** What to work on **
Your response should contain every line from the data below that holds the string "GraphError".
── Dataset ──
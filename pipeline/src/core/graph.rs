//! Task graph construction and topological ordering.
//!
//! The graph is built once per run, before any generation or execution cost is
//! spent, and is immutable afterwards. Every input variable must resolve to a
//! base-dataset column or to exactly one upstream task's output.

use std::collections::{BTreeMap, BTreeSet};

use thiserror::Error;

use crate::core::types::TaskSpec;

/// Why a task list could not be assembled into a valid graph.
///
/// These are fatal and reported before any execution begins, never retried.
#[derive(Debug, Clone, PartialEq, Eq, Error)]
pub enum GraphError {
    #[error("duplicate task id '{task_id}'")]
    DuplicateTask { task_id: String },
    #[error("output variable '{variable}' is claimed by both '{first}' and '{second}'")]
    AmbiguousOutput {
        variable: String,
        first: String,
        second: String,
    },
    #[error("task '{task_id}' output '{variable}' shadows a base dataset column")]
    OutputShadowsBase { task_id: String, variable: String },
    #[error(
        "task '{task_id}' reads '{variable}' but no base column or upstream task provides it"
    )]
    UnresolvedInput { task_id: String, variable: String },
    #[error("dependency cycle: {}", cycle.join(" -> "))]
    Cycle { cycle: Vec<String> },
}

/// Where an input variable comes from.
#[derive(Debug, Clone, PartialEq, Eq)]
pub enum Provider {
    /// A column of the base dataset.
    Base,
    /// The output of another task.
    Task(String),
}

/// Validated, immutable dependency graph over a task list.
#[derive(Debug, Clone)]
pub struct TaskGraph {
    tasks: BTreeMap<String, TaskSpec>,
    providers: BTreeMap<String, Provider>,
    edges: Vec<(String, String)>,
    order: Vec<String>,
}

impl TaskGraph {
    /// Resolve providers, build edges, and topologically sort the tasks.
    ///
    /// The returned order is deterministic for a fixed task list: ready tasks
    /// are released in lexicographic id order.
    pub fn build(specs: &[TaskSpec], base_columns: &[String]) -> Result<Self, GraphError> {
        let mut tasks = BTreeMap::new();
        for spec in specs {
            if tasks.insert(spec.task_id.clone(), spec.clone()).is_some() {
                return Err(GraphError::DuplicateTask {
                    task_id: spec.task_id.clone(),
                });
            }
        }

        let mut providers: BTreeMap<String, Provider> = base_columns
            .iter()
            .map(|column| (column.clone(), Provider::Base))
            .collect();
        for spec in specs {
            for variable in &spec.output_variables {
                match providers.get(variable) {
                    Some(Provider::Base) => {
                        return Err(GraphError::OutputShadowsBase {
                            task_id: spec.task_id.clone(),
                            variable: variable.clone(),
                        });
                    }
                    Some(Provider::Task(first)) => {
                        return Err(GraphError::AmbiguousOutput {
                            variable: variable.clone(),
                            first: first.clone(),
                            second: spec.task_id.clone(),
                        });
                    }
                    None => {
                        providers.insert(variable.clone(), Provider::Task(spec.task_id.clone()));
                    }
                }
            }
        }

        let mut edges = Vec::new();
        let mut edge_set = BTreeSet::new();
        for spec in specs {
            for variable in &spec.input_variables {
                match providers.get(variable) {
                    None => {
                        return Err(GraphError::UnresolvedInput {
                            task_id: spec.task_id.clone(),
                            variable: variable.clone(),
                        });
                    }
                    Some(Provider::Base) => {}
                    Some(Provider::Task(provider)) => {
                        let edge = (provider.clone(), spec.task_id.clone());
                        if edge_set.insert(edge.clone()) {
                            edges.push(edge);
                        }
                    }
                }
            }
        }

        let order = topological_order(&tasks, &edges)?;

        Ok(Self {
            tasks,
            providers,
            edges,
            order,
        })
    }

    /// Task ids in dependency-respecting execution order.
    pub fn order(&self) -> &[String] {
        &self.order
    }

    pub fn get(&self, task_id: &str) -> Option<&TaskSpec> {
        self.tasks.get(task_id)
    }

    pub fn len(&self) -> usize {
        self.tasks.len()
    }

    pub fn is_empty(&self) -> bool {
        self.tasks.is_empty()
    }

    /// Provider of a variable, if any task or base column supplies it.
    pub fn provider_of(&self, variable: &str) -> Option<&Provider> {
        self.providers.get(variable)
    }

    /// Provider edges as `(upstream, downstream)` pairs.
    pub fn edges(&self) -> &[(String, String)] {
        &self.edges
    }

    /// Input variables of `task_id` satisfied by the base dataset, in
    /// declaration order.
    pub fn base_inputs_of(&self, task_id: &str) -> Vec<String> {
        let Some(spec) = self.tasks.get(task_id) else {
            return Vec::new();
        };
        spec.input_variables
            .iter()
            .filter(|variable| matches!(self.providers.get(*variable), Some(Provider::Base)))
            .cloned()
            .collect()
    }

    /// Upstream tasks of `task_id`, mapped to the variables consumed from each.
    pub fn dependencies_of(&self, task_id: &str) -> BTreeMap<String, Vec<String>> {
        let mut deps: BTreeMap<String, Vec<String>> = BTreeMap::new();
        let Some(spec) = self.tasks.get(task_id) else {
            return deps;
        };
        for variable in &spec.input_variables {
            if let Some(Provider::Task(provider)) = self.providers.get(variable) {
                deps.entry(provider.clone())
                    .or_default()
                    .push(variable.clone());
            }
        }
        deps
    }

    /// Tasks that consume at least one output of `task_id`.
    pub fn dependents_of(&self, task_id: &str) -> Vec<String> {
        let mut dependents: Vec<String> = self
            .edges
            .iter()
            .filter(|(upstream, _)| upstream == task_id)
            .map(|(_, downstream)| downstream.clone())
            .collect();
        dependents.sort();
        dependents.dedup();
        dependents
    }
}

/// Kahn's algorithm with a lexicographic ready set.
///
/// Any residue left with unresolved in-degrees is a cycle; it is named by
/// walking successor links through the residue until a task repeats.
fn topological_order(
    tasks: &BTreeMap<String, TaskSpec>,
    edges: &[(String, String)],
) -> Result<Vec<String>, GraphError> {
    let mut in_degree: BTreeMap<&str, usize> =
        tasks.keys().map(|id| (id.as_str(), 0)).collect();
    for (_, downstream) in edges {
        if let Some(count) = in_degree.get_mut(downstream.as_str()) {
            *count += 1;
        }
    }

    let mut ready: BTreeSet<&str> = in_degree
        .iter()
        .filter(|(_, count)| **count == 0)
        .map(|(id, _)| *id)
        .collect();

    let mut order = Vec::with_capacity(tasks.len());
    while let Some(next) = ready.iter().next().copied() {
        ready.remove(next);
        order.push(next.to_string());
        for (upstream, downstream) in edges {
            if upstream == next {
                let count = in_degree
                    .get_mut(downstream.as_str())
                    .expect("edge endpoints are known tasks");
                *count -= 1;
                if *count == 0 {
                    ready.insert(downstream.as_str());
                }
            }
        }
    }

    if order.len() == tasks.len() {
        return Ok(order);
    }

    let residue: BTreeSet<&str> = tasks
        .keys()
        .map(String::as_str)
        .filter(|id| !order.iter().any(|done| done == id))
        .collect();
    Err(GraphError::Cycle {
        cycle: name_cycle(&residue, edges),
    })
}

fn name_cycle(residue: &BTreeSet<&str>, edges: &[(String, String)]) -> Vec<String> {
    // Walk predecessor links: every residue task still has positive in-degree,
    // so a residue predecessor always exists and the walk must revisit a task.
    let start = residue.iter().next().copied().unwrap_or_default();
    let mut path = vec![start];
    let mut seen: BTreeSet<&str> = BTreeSet::from([start]);
    let mut current = start;
    loop {
        let next = edges
            .iter()
            .find_map(|(upstream, downstream)| {
                (downstream == current && residue.contains(upstream.as_str()))
                    .then_some(upstream.as_str())
            })
            .expect("residue tasks have a residue predecessor");
        if !seen.insert(next) {
            // Trim the lead-in, then flip into dependency direction.
            let entry = path.iter().position(|id| *id == next).unwrap_or_default();
            let mut cycle: Vec<String> = path[entry..]
                .iter()
                .rev()
                .map(|id| (*id).to_string())
                .collect();
            cycle.push(cycle[0].clone());
            return cycle;
        }
        path.push(next);
        current = next;
    }
}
───
** Written response **
pub enum GraphError {
    pub fn build(specs: &[TaskSpec], base_columns: &[String]) -> Result<Self, GraphError> {
                return Err(GraphError::DuplicateTask {
                        return Err(GraphError::OutputShadowsBase {
                        return Err(GraphError::AmbiguousOutput {
                        return Err(GraphError::UnresolvedInput {
) -> Result<Vec<String>, GraphError> {
    Err(GraphError::Cycle {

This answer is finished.